Cluster Headache Clinical Presentation
- Author: Ragasri Kumar, DO; Chief Editor: Howard A Crystal, MD more...
History
- Attacks of cluster headache (CH) are typically short in duration (5-180 min) and occur with a frequency from once every other day to 8 times a day, particularly during sleep or early morning hours, usually corresponding with onset of REM sleep.[3] As opposed to migraine, CH is not preceded by aura and is not usually associated with accompanying symptoms such as nausea, vomiting, photophobia, or osmophobia.

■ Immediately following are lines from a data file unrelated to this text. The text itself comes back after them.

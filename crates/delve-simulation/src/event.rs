use delve_core::{ObjectId, RoomId};

use crate::actor::ActorState;
use crate::combat::BlowOutcome;
use crate::daemon::DaemonId;
use crate::mortality::DeathOutcome;

/// What kind of simulation event occurred.
#[derive(Debug, Clone, PartialEq, Eq)]
pub enum SimEventKind {
    // Daemons
    /// A daemon fired.
    DaemonFired {
        /// Which daemon.
        daemon: DaemonId,
    },
    /// A light source moved to a dimmer stage.
    LightDimmed {
        /// The light source.
        object: ObjectId,
        /// The new stage index.
        stage: usize,
    },
    /// A light source ran out.
    LightExhausted {
        /// The light source.
        object: ObjectId,
    },
    /// The player healed a wound.
    Healed {
        /// Wounds left.
        wounds: i64,
    },

    // Actors
    /// An actor changed behavioral state.
    ActorStateChanged {
        /// The actor's object.
        actor: ObjectId,
        /// Previous state.
        from: ActorState,
        /// New state.
        to: ActorState,
    },
    /// An actor moved to another room.
    ActorMoved {
        /// The actor's object.
        actor: ObjectId,
        /// Where it went.
        to: RoomId,
    },
    /// An actor took an object.
    Stolen {
        /// The thief.
        actor: ObjectId,
        /// What was taken.
        item: ObjectId,
    },
    /// A blow was struck.
    Blow {
        /// Who struck. `None` is the player.
        attacker: Option<ObjectId>,
        /// Who was struck. `None` is the player.
        defender: Option<ObjectId>,
        /// What happened.
        outcome: BlowOutcome,
    },

    // Lifecycle
    /// The player died.
    PlayerDied {
        /// What killed the player.
        cause: String,
        /// Where that led.
        outcome: DeathOutcome,
    },
}

impl SimEventKind {
    /// Check whether a given object is involved in this event.
    pub fn involves(&self, id: ObjectId) -> bool {
        match self {
            Self::LightDimmed { object, .. } | Self::LightExhausted { object } => *object == id,
            Self::ActorStateChanged { actor, .. }
            | Self::ActorMoved { actor, .. } => *actor == id,
            Self::Stolen { actor, item } => *actor == id || *item == id,
            Self::Blow {
                attacker, defender, ..
            } => *attacker == Some(id) || *defender == Some(id),
            Self::DaemonFired { .. } | Self::Healed { .. } | Self::PlayerDied { .. } => false,
        }
    }
}

/// A record of something that happened during a turn.
#[derive(Debug, Clone)]
pub struct SimEvent {
    /// The turn on which this event occurred.
    pub turn: u32,
    /// The specific kind of event that occurred.
    pub kind: SimEventKind,
    /// A human-readable description of the event.
    pub description: String,
}

impl SimEvent {
    /// Create a new simulation event with the given turn, kind, and description.
    pub fn new(turn: u32, kind: SimEventKind, description: impl Into<String>) -> Self {
        Self {
            turn,
            kind,
            description: description.into(),
        }
    }
}

/// Accumulates events during a game.
#[derive(Debug, Default)]
pub struct EventLog {
    events: Vec<SimEvent>,
    max_events: usize,
}

impl EventLog {
    /// Create a new event log with the given maximum capacity (0 = unlimited).
    pub fn new(max_events: usize) -> Self {
        Self {
            events: Vec::new(),
            max_events,
        }
    }

    /// Append an event, dropping the oldest events if the log exceeds its capacity.
    pub fn push(&mut self, event: SimEvent) {
        self.events.push(event);
        if self.max_events > 0 && self.events.len() > self.max_events {
            let drain_count = self.events.len() - self.max_events;
            self.events.drain(..drain_count);
        }
    }

    /// Return a slice of all recorded events.
    pub fn events(&self) -> &[SimEvent] {
        &self.events
    }

    /// Return all events that occurred on the given turn.
    pub fn events_at_turn(&self, turn: u32) -> Vec<&SimEvent> {
        self.events.iter().filter(|e| e.turn == turn).collect()
    }

    /// Return all events involving the given object.
    pub fn events_for_object(&self, id: ObjectId) -> Vec<&SimEvent> {
        self.events.iter().filter(|e| e.kind.involves(id)).collect()
    }

    /// Return the number of recorded events.
    pub fn len(&self) -> usize {
        self.events.len()
    }

    /// Return `true` if no events have been recorded.
    pub fn is_empty(&self) -> bool {
        self.events.is_empty()
    }

    /// Remove all recorded events.
    pub fn clear(&mut self) {
        self.events.clear();
    }
}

Typically, a cluster lasts 2 weeks to 3 months.
- Pain is described as excruciating, stabbing, sharp, and lancinating, rather than throbbing. The pain is unilateral, in the periorbital, retroorbital, or temporal regions. Sometimes, the pain radiates to the cheek, jaw, occipital, and nuchal regions. CH may rarely switch sides.

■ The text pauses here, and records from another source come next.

fn objects() -> Vec<ObjectRecord> {
    let takeable = O::TAKEABLE;
    let scenery = O::FIXED;

    let mut mailbox = Item {
        key: "mailbox",
        name: "small mailbox",
        nouns: &["mailbox", "box"],
        adjectives: &["small"],
        flags: O::CONTAINER | O::OPENABLE | scenery,
        size: 50,
        description: "It's a small mailbox.",
        location: in_room("west-of-house"),
    }
    .record();
    mailbox.capacity = Some(10);

    let mut leaflet = Item {
        key: "leaflet",
        name: "leaflet",
        nouns: &["leaflet", "paper", "booklet"],
        adjectives: &[],
        flags: takeable | O::READABLE,
        size: 2,
        description: "A small leaflet with printing on it.",
        location: Placement::Object("mailbox".to_string()),
    }
    .record();
    leaflet.text = Some(
        "\"WELCOME TO DELVE!\n\nDelve is a game of adventure, danger, and low cunning. In it \
         you will explore some of the most amazing territory ever seen by mortals. No \
         computer should be without one!\""
            .to_string(),
    );

    let window = Item {
        key: "window",
        name: "kitchen window",
        nouns: &["window"],
        adjectives: &["kitchen", "small"],
        flags: scenery | O::OPENABLE,
        size: 0,
        description: "The window is slightly ajar, but not enough to allow entry.",
        location: in_room("behind-house"),
    }
    .record();

    let mut sack = Item {
        key: "sack",
        name: "brown sack",
        nouns: &["sack", "bag"],
        adjectives: &["brown", "elongated"],
        flags: takeable | O::CONTAINER | O::OPENABLE,
        size: 3,
        description: "An elongated brown sack, smelling of hot peppers.",
        location: in_room("kitchen"),
    }
    .record();
    sack.capacity = Some(9);
    sack.initial_description =
        Some("On the table is an elongated brown sack, smelling of hot peppers.".to_string());

    let garlic = Item {
        key: "garlic",
        name: "clove of garlic",
        nouns: &["garlic", "clove"],
        adjectives: &[],
        flags: takeable,
        size: 2,
        description: "It's a clove of garlic.",
        location: Placement::Object("sack".to_string()),
    }
    .record();

    let rope = Item {
        key: "rope",
        name: "rope",
        nouns: &["rope", "coil"],
        adjectives: &["large"],
        flags: takeable,
        size: 10,
        description: "It's a large coil of rope.",
        location: in_room("attic"),
    }
    .record();

    let knife = Item {
        key: "knife",
        name: "nasty knife",
        nouns: &["knife", "blade"],
        adjectives: &["nasty", "rusty"],
        flags: takeable | O::WEAPON,
        size: 5,
        description: "It's a nasty-looking knife.",
        location: in_room("attic"),
    }
    .record();

    let mut case = Item {
        key: TROPHY_CASE,
        name: "trophy case",
        nouns: &["case"],
        adjectives: &["trophy", "glass"],
        flags: O::CONTAINER | O::OPENABLE | O::TRANSPARENT | scenery,
        size: 0,
        description: "It's a glass-fronted trophy case, built into the wall.",
        location: in_room("living-room"),
    }
    .record();
    case.capacity = Some(10000);

    let mut lamp = Item {
        key: "lamp",
        name: "brass lantern",
        nouns: &["lamp", "lantern", "light"],
        adjectives: &["brass"],
        flags: takeable | O::LIGHT_SOURCE,
        size: 15,
        description: "It's a battery-powered brass lantern.",
        location: in_room("living-room"),
    }
    .record();
    lamp.initial_description = Some("A battery-powered brass lantern is on the trophy case.".to_string());
    lamp.texts.push(ConditionalText {
        condition: Condition::ObjectHas {
            object: "lamp".to_string(),
            flags: O::BURNED_OUT,
        },
        text: "The lamp has burned out.".to_string(),
    });

    let mut sword = Item {
        key: "sword",
        name: "elvish sword",
        nouns: &["sword", "blade"],
        adjectives: &["elvish", "old", "antique"],
        flags: takeable | O::WEAPON,
        size: 30,
        description: "It's an elvish sword of great antiquity.",
        location: in_room("living-room"),
    }
    .record();
    sword.initial_description =
        Some("Above the trophy case hangs an elvish sword of great antiquity.".to_string());

    let rug = Item {
        key: "rug",
        name: "oriental rug",
        nouns: &["rug", "carpet"],
        adjectives: &["large", "oriental"],
        flags: scenery,
        size: 0,
        description: "The rug is extremely heavy and cannot be carried.",
        location: in_room("living-room"),
    }
    .record();

    let trap_door = Item {
        key: "trap-door",
        name: "trap door",
        nouns: &["door", "trapdoor"],
        adjectives: &["trap", "dusty"],
        flags: scenery | O::OPENABLE | O::INVISIBLE,
        size: 0,
        description: "It's a dusty trap door set into the floor.",
        location: in_room("living-room"),
    }
    .record();

    let troll = Item {
        key: "troll",
        name: "troll",
        nouns: &["troll"],
        adjectives: &["nasty"],
        flags: O::ACTOR | scenery,
        size: 100,
        description: "A nasty-looking troll, brandishing a bloody axe, blocks all passages out of the room.",
        location: in_room("troll-room"),
    }
    .record();

    let axe = Item {
        key: "axe",
        name: "axe",
        nouns: &["axe"],
        adjectives: &["bloody"],
        flags: takeable | O::WEAPON,
        size: 25,
        description: "It's a bloody axe.",
        location: Placement::Nowhere,
    }
    .record();

    let mut painting = Item {
        key: "painting",
        name: "painting",
        nouns: &["painting", "art"],
        adjectives: &["beautiful"],
        flags: takeable,
        size: 15,
        description: "It's a painting by a neglected genius.",
        location: in_room("gallery"),
    }
    .record();
    painting.value = 4;
    painting.case_value = 6;

    let mut chalice = Item {
        key: "chalice",
        name: "silver chalice",
        nouns: &["chalice", "cup"],
        adjectives: &["silver"],
        flags: takeable,
        size: 10,
        description: "It's an intricately engraved silver chalice.",
        location: in_room("treasure-room"),
    }
    .record();
    chalice.value = 10;
    chalice.case_value = 5;

    let thief = Item {
        key: "thief",
        name: "thief",
        nouns: &["thief", "robber", "man"],
        adjectives: &["seedy", "suspicious"],
        flags: O::ACTOR | scenery | O::CONTAINER,
        size: 100,
        description: "There is a suspicious-looking individual, holding a large bag, leaning \
                      against one wall. He is armed with a deadly stiletto.",
        location: in_room("treasure-room"),
    }
    .record();

    let mut egg = Item {
        key: "egg",
        name: "jewel-encrusted egg",
        nouns: &["egg"],
        adjectives: &["jeweled", "encrusted"],
        flags: takeable,
        size: 5,
        description: "It's a large egg, covered with precious jewels.",
        location: in_room("forest-path"),
    }
    .record();
    egg.value = 5;
    egg.case_value = 5;

    let grating = Item {
        key: "grating",
        name: "grating",
        nouns: &["grating", "grate"],
        adjectives: &["metal"],
        flags: scenery | O::OPENABLE,
        size: 0,
        description: "It's a sturdy metal grating, set into the ground.",
        location: in_room("clearing"),
    }
    .record();

    let mut coins = Item {
        key: "coins",
        name: "bag of coins",
        nouns: &["coins", "bag"],
        adjectives: &["leather"],
        flags: takeable,
        size: 15,
        description: "It's an old leather bag, bulging with coins.",
        location: in_room("grating-room"),
    }
    .record();
    coins.value = 10;
    coins.case_value = 5;

    vec![
        mailbox, leaflet, window, sack, garlic, rope, knife, case, lamp, sword, rug, trap_door,
        troll, axe, painting, chalice, thief, egg, grating, coins,
    ]
}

- Pain is accompanied by cranial parasympathetic symptoms including ipsilateral lacrimation, conjunctival injection, rhinorrhea, eyelid edema, ptosis, and miosis.[3]
- Alcoholic products and tobacco may precipitate an attack.

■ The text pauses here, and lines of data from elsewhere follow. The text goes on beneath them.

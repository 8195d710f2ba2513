//! Per-object special behavior.
//!
//! The rug that hides a trap door, the window that lets you into the house:
//! objects whose verbs do more than the generic handler. Reactions are plain
//! data keyed by verb and object, built once when a session starts.

use std::collections::HashMap;

use delve_core::{Condition, GameFlag, ObjectFlags, ObjectId, World};
use tracing::debug;

use super::{ActionContext, ActionOutcome, StateChange};
use crate::error::FictionResult;
use crate::parser::Verb;

/// Something that happens when a verb is used on a particular object.
#[derive(Debug, Clone, PartialEq)]
pub enum Reaction {
    /// Refuse the action with a message while the condition holds.
    Refuse {
        /// When to refuse.
        when: Condition,
        /// What to say.
        message: String,
    },
    /// Make a hidden object visible.
    Reveal(ObjectId),
    /// Set a game flag.
    SetFlag(GameFlag),
    /// Clear a game flag.
    ClearFlag(GameFlag),
    /// Replace the handler's message.
    Describe(String),
}

/// Special reactions keyed by verb and object.
#[derive(Debug, Clone, Default)]
pub struct SpecialRegistry {
    reactions: HashMap<(Verb, ObjectId), Vec<Reaction>>,
}

impl SpecialRegistry {
    /// An empty registry.
    pub fn new() -> Self {
        Self::default()
    }

    /// The classic reactions, for whichever of their objects the world has.
    pub fn for_world(world: &World) -> Self {
        let mut registry = Self::new();
        let id = |key: &str| world.object_by_key(key).map(|o| o.id);

        if let Some(rug) = id("rug") {
            registry.add(
                Verb::Move,
                rug,
                Reaction::Refuse {
                    when: Condition::flag(GameFlag::RugMoved),
                    message: "Having moved the carpet previously, you find it impossible to move it again."
                        .to_string(),
                },
            );
            registry.add(Verb::Move, rug, Reaction::SetFlag(GameFlag::RugMoved));
            if let Some(trap_door) = id("trap-door") {
                registry.add(Verb::Move, rug, Reaction::Reveal(trap_door));
            }
            registry.add(
                Verb::Move,
                rug,
                Reaction::Describe(
                    "With a great effort, the rug is moved to one side of the room, revealing the \
                     dusty cover of a closed trap door."
                        .to_string(),
                ),
            );
        }

        if let Some(trap_door) = id("trap-door") {
            registry.add(Verb::Open, trap_door, Reaction::SetFlag(GameFlag::TrapDoorOpen));
            registry.add(
                Verb::Open,
                trap_door,
                Reaction::Describe(
                    "The door reluctantly opens to reveal a rickety staircase descending into darkness."
                        .to_string(),
                ),
            );
            registry.add(Verb::Close, trap_door, Reaction::ClearFlag(GameFlag::TrapDoorOpen));
            registry.add(
                Verb::Close,
                trap_door,
                Reaction::Describe("The door swings shut and closes.".to_string()),
            );
        }

        if let Some(window) = id("window") {
            registry.add(Verb::Open, window, Reaction::SetFlag(GameFlag::KitchenWindowOpen));
            registry.add(
                Verb::Open,
                window,
                Reaction::Describe(
                    "With great effort, you open the window far enough to allow entry.".to_string(),
                ),
            );
            registry.add(Verb::Close, window, Reaction::ClearFlag(GameFlag::KitchenWindowOpen));
            registry.add(
                Verb::Close,
                window,
                Reaction::Describe("The window closes (more easily than it opened).".to_string()),
            );
        }

        if let Some(grating) = id("grating") {
            registry.add(Verb::Open, grating, Reaction::SetFlag(GameFlag::GrateOpen));
            registry.add(Verb::Close, grating, Reaction::ClearFlag(GameFlag::GrateOpen));
        }

        if let Some(troll) = id("troll") {
            registry.add(
                Verb::Take,
                troll,
                Reaction::Refuse {
                    when: Condition::Always,
                    message: "The troll spits in your face, grunting \"Better luck next time\" in a \
                              rather barbarous accent."
                        .to_string(),
                },
            );
        }

        registry
    }

    /// Add a reaction. Reactions for the same verb and object run in the
    /// order added.
    pub fn add(&mut self, verb: Verb, object: ObjectId, reaction: Reaction) {
        self.reactions.entry((verb, object)).or_default().push(reaction);
    }

    /// The reactions for a verb on an object.
    pub fn reactions(&self, verb: Verb, object: ObjectId) -> &[Reaction] {
        self.reactions
            .get(&(verb, object))
            .map(Vec::as_slice)
            .unwrap_or_default()
    }

    /// Whether the verb does anything special to the object.
    pub fn has(&self, verb: Verb, object: ObjectId) -> bool {
        !self.reactions(verb, object).is_empty()
    }

    /// The first refusal whose condition currently holds.
    pub fn refusal(&self, world: &World, verb: Verb, object: ObjectId) -> Option<&str> {
        self.reactions(verb, object).iter().find_map(|r| match r {
            Reaction::Refuse { when, message } if when.evaluate(world) => Some(message.as_str()),
            _ => None,
        })
    }

    /// Apply the non-refusal reactions after the handler succeeded.
    pub fn apply(
        &self,
        ctx: &mut ActionContext<'_>,
        verb: Verb,
        object: ObjectId,
        outcome: &mut ActionOutcome,
    ) -> FictionResult<()> {
        for reaction in self.reactions(verb, object) {
            match reaction {
                Reaction::Refuse { .. } => {}
                Reaction::Reveal(hidden) => {
                    ctx.clear_flags(*hidden, ObjectFlags::INVISIBLE, outcome)?;
                }
                Reaction::SetFlag(flag) => {
                    ctx.world_mut().state.set_flag(*flag);
                    outcome.changes.push(StateChange::GameFlagSet { flag: *flag });
                }
                Reaction::ClearFlag(flag) => {
                    ctx.world_mut().state.clear_flag(*flag);
                    outcome.changes.push(StateChange::GameFlagCleared { flag: *flag });
                }
                Reaction::Describe(text) => outcome.message = text.clone(),
            }
        }
        if self.has(verb, object) {
            debug!(verb = %verb, object = %object, "special reactions applied");
        }
        Ok(())
    }
}

#[cfg(test)]
mod tests {
    use super::super::testing::*;
    use super::*;
    use crate::parser::Command;

    #[test]
    fn moving_the_rug_reveals_the_trap_door_once() {
        let mut sim = sim_in("living-room", &[]);
        let rug = id(&sim, "rug");
        let trap_door = id(&sim, "trap-door");

        let outcome = act(&mut sim, &Command::new(Verb::Move).with_direct(rug));
        assert!(outcome.success);
        assert!(outcome.message.starts_with("With a great effort, the rug is moved"));
        assert!(sim.world().state.has_flag(GameFlag::RugMoved));
        assert!(!sim.world().object(trap_door).unwrap().is(ObjectFlags::INVISIBLE));
        assert!(outcome.changes.contains(&StateChange::GameFlagSet {
            flag: GameFlag::RugMoved
        }));

        let again = act(&mut sim, &Command::new(Verb::Move).with_direct(rug));
        assert!(!again.success);
        assert!(again.message.starts_with("Having moved the carpet previously"));
        assert!(again.changes.is_empty());
    }

    #[test]
    fn opening_the_window_opens_the_way_in() {
        let mut sim = sim_in("behind-house", &[]);
        let window = id(&sim, "window");
        let outcome = act(&mut sim, &Command::new(Verb::Open).with_direct(window));
        assert_eq!(
            outcome.message,
            "With great effort, you open the window far enough to allow entry."
        );
        assert!(sim.world().state.has_flag(GameFlag::KitchenWindowOpen));

        let outcome = act(&mut sim, &Command::new(Verb::Close).with_direct(window));
        assert!(outcome.success);
        assert!(!sim.world().state.has_flag(GameFlag::KitchenWindowOpen));
    }

    #[test]
    fn refusals_change_nothing() {
        let mut sim = sim_in("troll-room", &[]);
        let troll = id(&sim, "troll");
        let outcome = act(&mut sim, &Command::new(Verb::Take).with_direct(troll));
        assert!(!outcome.success);
        assert!(outcome.message.starts_with("The troll spits in your face"));
        assert!(!sim.world().player.has_item(troll));
    }

    #[test]
    fn unknown_keys_are_skipped() {
        let registry = SpecialRegistry::new();
        assert!(!registry.has(Verb::Move, ObjectId(0)));
        assert!(registry.reactions(Verb::Move, ObjectId(0)).is_empty());
    }
}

- Some triggers include hot weather, watching television, nitroglycerin, stress, relaxation, extreme temperatures, glare, allergic rhinitis, and sexual activity.
- During an attack of CH, patients may become agitated and extremely restless. Patients do not like to lie down to rest; instead, they are restless and prefer to pace or move around. In desperation, patients may rock, sit, pace, bang themselves against a hard surface, scream in pain, or crawl on the floor.
- Classification of CH: The International Headache Society (IHS) classifies CH by duration as episodic or chronic.[6]
- Episodic CH occurs in periods lasting from 7 days to 1 year; cluster attacks are separated by pain-free intervals lasting at least 2 weeks.
- Chronic CH is defined as that occurring for more than 1 year without remission or with remissions lasting less than 2 weeks. It is subdivided into chronic CH from onset and chronic CH evolving from episodic.
- Structural lesions have been described with CH and should be suspected if the presentation is atypical. Atypical features may include the following:
- Absence of a periodic pattern
- Residual headache between exacerbations
- Bilaterality
- Incomplete or minimal response to standard therapy
- Presence of lateralizing findings on examination (other than Horner syndrome)
- Patients with CH have increased risk of suicide attempts, alcohol use, cigarette smoking, and peptic ulcer disease.
Physical
- The association of prominent autonomic phenomena is a hallmark of cluster headache (CH). Such signs include ipsilateral nasal congestion and rhinorrhea, lacrimation, conjunctival hyperemia, facial diaphoresis, palpebral edema, and complete or partial Horner syndrome (which may persist between attacks). Tachycardia is a frequent finding.
- A distinctive CH face is described as follows: leonine facial appearance, multifurrowed and thickened skin with prominent folds, a broad chin, vertical forehead creases, and nasal telangiectasias.
Causes
- The exact cause of cluster headache (CH) is unknown.
- The disorder is sporadic, although rare cases of an autosomal dominant pattern within a single family have been reported.